Sunday, 16 August 2009

Ulysses Reading Challenge Update II


It's that time again: time to update you on my progress with Ulysses by James Joyce.

I have to say that I am surprised that two months and close to two hundred pages have already elapsed. Reading a chunk a day via email is perhaps not so conducive to understanding and becoming engrossed in the text but it is certainly the best and easiest way, I think, to discipline oneself to read it, by incorporating it into my daily routine and treating it like any other email.

Ulysses lends itself to quick reading with its short spurts of prose and dialogue and its innovate form. In Search of Lost Time v. 1: Swann's Way by Marcel Proust was far more of a challenge to read every day and I have postponed that for the time being but increased the length of the Ulysses excerpt.

Do people who climb Mount Everest enjoy it or are they doing it simply for the challenge? I'm not disliking Ulysses, nor am I finding it a chore, but I am glad that I am finally reading it.

What about you? how are you getting on with reading Ulysses or other similar challenges to read long, intimidating texts?

11 comments:

Unknown said...

I've been a naughty girl - I haven't read any more Ulysses this month. The emails aren't really working for me - I think I need to buy a copy.

Lezlie said...

I've read Swann's Way and Ulysses, and I thought Ulysses was the more difficult for me to get into. I liked Swann's Way a lot, but I find myself seriously procrastinating when it comes to moving on to the next books of In Search of Lost Time. I need to do that . . . :-)

Lezlie

Paperback Reader said...

Jackie, you've made such progress with the Booker though! I think a copy would be easier for me to see exactly where I am and to look at the chapters because the emails don't provide that. I'm annoyed that my copy is at home in Glasgow.

Lezlie, I found Swann's Way accessible but it was just too much at once; Ulysses is quicker to read because of its dialogue.
Good luck with the other books from In Search of Lost Time!

JoAnn said...

I love that Mt. Everest and Ulysses appear in consecutive sentences...good luck on your journey!

Paperback Reader said...

JoAnn, Ulysses is definitely my own personal Everest! Thank you for the good luck wishes.

claire said...

Proust is certainly not accessible in short spurts. You have to make time for him.

I would love to read Ulysses one day. Maybe when I'm done with all volumes of In Search of Lost Time. I'm about to start (next month) the third volume.

Paperback Reader said...

Yes, it wasn't the right time for or method of reading Proust but I will make time in the future following Joyce (I need to take a crack at Finnegan's Wake too).
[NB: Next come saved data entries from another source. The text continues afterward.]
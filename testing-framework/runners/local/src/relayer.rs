//! The Go relayer (`rly`) in a helper container.

use std::sync::Arc;

use async_trait::async_trait;
use interchain_testing_core::{
    chain::{DockerImage, NetworkHandle},
    ibc::{ChannelInfo, ChannelOptions, ConnectionInfo},
    relayer::{Relayer, RelayerError, RelayerKind},
};
use serde_json::json;
use tokio::sync::Mutex;
use tracing::info;

use crate::{
    cosmos::query,
    docker::{Container, ContainerSpec, DockerNetwork, sanitize, unique_name},
    exec::{CommandError, Output},
};

const RLY: &str = "rly";
const RLY_HOME: &str = "/tmp/relayer";
const RELAYER_WALLET_FUNDS: u128 = 100_000_000;

/// Relayer wallet key name registered on every chain.
fn key_name(chain_id: &str) -> String {
    format!("rly-{}", sanitize(chain_id))
}

/// `rly chains add --file` input for one chain.
#[must_use]
pub fn chain_config(network: &dyn NetworkHandle) -> serde_json::Value {
    let spec = network.spec();
    json!({
        "type": "cosmos",
        "value": {
            "key": key_name(&spec.chain_id),
            "chain-id": spec.chain_id,
            "rpc-addr": network.rpc_address(),
            "account-prefix": spec.bech32_prefix,
            "keyring-backend": "test",
            "gas-adjustment": spec.gas_adjustment,
            "gas-prices": spec.gas_prices,
            "min-gas-amount": 0,
            "debug": true,
            "timeout": "10s",
            "output-format": "json",
            "sign-mode": "direct",
            "trusting-period": spec.trusting_period,
        }
    })
}

#[derive(Default)]
struct State {
    container: Option<Container>,
    chains: Vec<String>,
}

pub struct CosmosRelayer {
    image: DockerImage,
    startup_flags: Vec<String>,
    network: DockerNetwork,
    state: Mutex<State>,
}

impl CosmosRelayer {
    #[must_use]
    pub fn new(image: DockerImage, startup_flags: Vec<String>, network: DockerNetwork) -> Self {
        Self {
            image,
            startup_flags,
            network,
            state: Mutex::new(State::default()),
        }
    }

    async fn container(&self) -> Result<Container, RelayerError> {
        self.state
            .lock()
            .await
            .container
            .clone()
            .ok_or(RelayerError::NotStarted)
    }

    async fn rly<I, S>(&self, args: I) -> Result<Output, RelayerError>
    where
        I: IntoIterator<Item = S>,
        S: Into<String>,
    {
        let container = self.container().await?;
        let mut argv = vec![RLY.to_owned()];
        argv.extend(args.into_iter().map(Into::into));
        argv.push("--home".to_owned());
        argv.push(RLY_HOME.to_owned());
        container.exec(&argv, None).await.map_err(command_error)
    }

    async fn known_chain(&self, chain_id: &str) -> Result<(), RelayerError> {
        if self.state.lock().await.chains.iter().any(|c| c == chain_id) {
            Ok(())
        } else {
            Err(RelayerError::UnknownChain {
                chain_id: chain_id.to_owned(),
            })
        }
    }

    async fn add_chain(&self, network: &dyn NetworkHandle) -> Result<(), RelayerError> {
        let chain_id = network.chain_id();
        let container = self.container().await?;
        let file = format!("{RLY_HOME}/{}.json", sanitize(chain_id));
        let config = serde_json::to_vec_pretty(&chain_config(network)).map_err(RelayerError::other)?;
        container
            .write_file(&file, &config)
            .await
            .map_err(command_error)?;
        self.rly(["chains", "add", "--file", file.as_str(), chain_id])
            .await?;

        let key = key_name(chain_id);
        let wallet = network
            .create_funded_wallet(&key, RELAYER_WALLET_FUNDS, None)
            .await
            .map_err(RelayerError::other)?;
        let mnemonic = wallet.mnemonic.ok_or_else(|| RelayerError::Parse {
            context: format!("relayer wallet on {chain_id}"),
            reason: "no mnemonic returned".to_owned(),
        })?;
        self.rly(["keys", "restore", chain_id, key.as_str(), mnemonic.as_str()])
            .await?;
        info!(chain_id, address = %wallet.address, "relayer wallet configured");
        Ok(())
    }
}

fn command_error(err: CommandError) -> RelayerError {
    match err {
        CommandError::Failed {
            command, stderr, ..
        } => RelayerError::Command { command, stderr },
        other => RelayerError::other(other),
    }
}

fn parse_error(context: &str) -> impl FnOnce(String) -> RelayerError + '_ {
    move |reason| RelayerError::Parse {
        context: context.to_owned(),
        reason,
    }
}

#[async_trait]
impl Relayer for CosmosRelayer {
    fn kind(&self) -> RelayerKind {
        RelayerKind::CosmosRly
    }

    async fn start(&self, networks: &[Arc<dyn NetworkHandle>]) -> Result<(), RelayerError> {
        {
            let mut state = self.state.lock().await;
            if state.container.is_none() {
                let spec = ContainerSpec::new(unique_name("ictest-rly"), self.image.reference())
                    .with_user(self.image.uid_gid.clone())
                    .with_env("HOME", RLY_HOME);
                let container = Container::run(&spec, &self.network)
                    .await
                    .map_err(command_error)?;
                state.container = Some(container);
            }
        }

        self.rly(["config", "init"]).await?;
        for network in networks {
            self.add_chain(network.as_ref()).await?;
            self.state
                .lock()
                .await
                .chains
                .push(network.chain_id().to_owned());
        }
        info!(chains = networks.len(), "rly configured");
        Ok(())
    }

    async fn stop(&self) -> Result<(), RelayerError> {
        let container = self.state.lock().await.container.take();
        match container {
            Some(container) => container.remove().await.map_err(command_error),
            None => Ok(()),
        }
    }

    async fn generate_path(
        &self,
        src_chain_id: &str,
        dst_chain_id: &str,
        path: &str,
    ) -> Result<(), RelayerError> {
        self.known_chain(src_chain_id).await?;
        self.known_chain(dst_chain_id).await?;
        self.rly(["paths", "new", src_chain_id, dst_chain_id, path])
            .await
            .map(|_| ())
    }

    async fn link_path(&self, path: &str, channel: &ChannelOptions) -> Result<(), RelayerError> {
        let order = channel.order.to_string();
        self.rly([
            "tx",
            "link",
            path,
            "--src-port",
            channel.src_port.as_str(),
            "--dst-port",
            channel.dst_port.as_str(),
            "--order",
            order.as_str(),
            "--version",
            channel.version.as_str(),
        ])
        .await
        .map(|_| ())
    }

    async fn start_relaying(&self, paths: &[String]) -> Result<(), RelayerError> {
        let container = self.container().await?;
        let mut argv = vec![RLY.to_owned(), "start".to_owned()];
        argv.extend(paths.iter().cloned());
        argv.extend(self.startup_flags.iter().cloned());
        argv.push("--home".to_owned());
        argv.push(RLY_HOME.to_owned());
        container.exec_detached(&argv).await.map_err(command_error)?;
        info!(?paths, "rly relaying");
        Ok(())
    }

    async fn channels(&self, chain_id: &str) -> Result<Vec<ChannelInfo>, RelayerError> {
        let output = self.rly(["q", "channels", chain_id]).await?;
        query::channels(&output.stdout).map_err(parse_error("rly q channels"))
    }

    async fn connections(&self, chain_id: &str) -> Result<Vec<ConnectionInfo>, RelayerError> {
        let output = self.rly(["q", "connections", chain_id]).await?;
        query::connections(&output.stdout).map_err(parse_error("rly q connections"))
    }

    async fn flush(&self, path: &str, channel_id: &str) -> Result<(), RelayerError> {
        self.rly(["tx", "flush", path, channel_id]).await.map(|_| ())
    }
}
Good luck with The Guermantes Way!

Rachel (Book Snob) said...

Good for you for tackling Ulysses. My English teacher at secondary school promised me when I left to go to university that I wouldn't get through my degree without reading Ulysses and so I took it out of the library to read before I started my course. I have made three attempts since that first one, and all of them ended at the first chapter. For me life is too short to force myself to wade through a book that makes no sense to me, but good for you for tackling it!

Rachel (Book Snob) said...

Oh forgot to finish that story - my English teacher clearly lied, as I managed to graduate without having read it! Mwahaha!

Unknown said...

I read it earlier this year (took me a few weeks as I recall, with flu and uni assignments in the middle!). It's something that you begin to appreciate as you reach the end - and when you read the literary criticism to catch up with what you were never going to get by yourself!

Paperback Reader said...

Rachel, me too! It was a set text in my second year at Uni and yet still I passed without reading it.

Tony, well done! I wonder when I will reach the end... I'm happy going with the flow at the moment and appreciating its erudite complexity!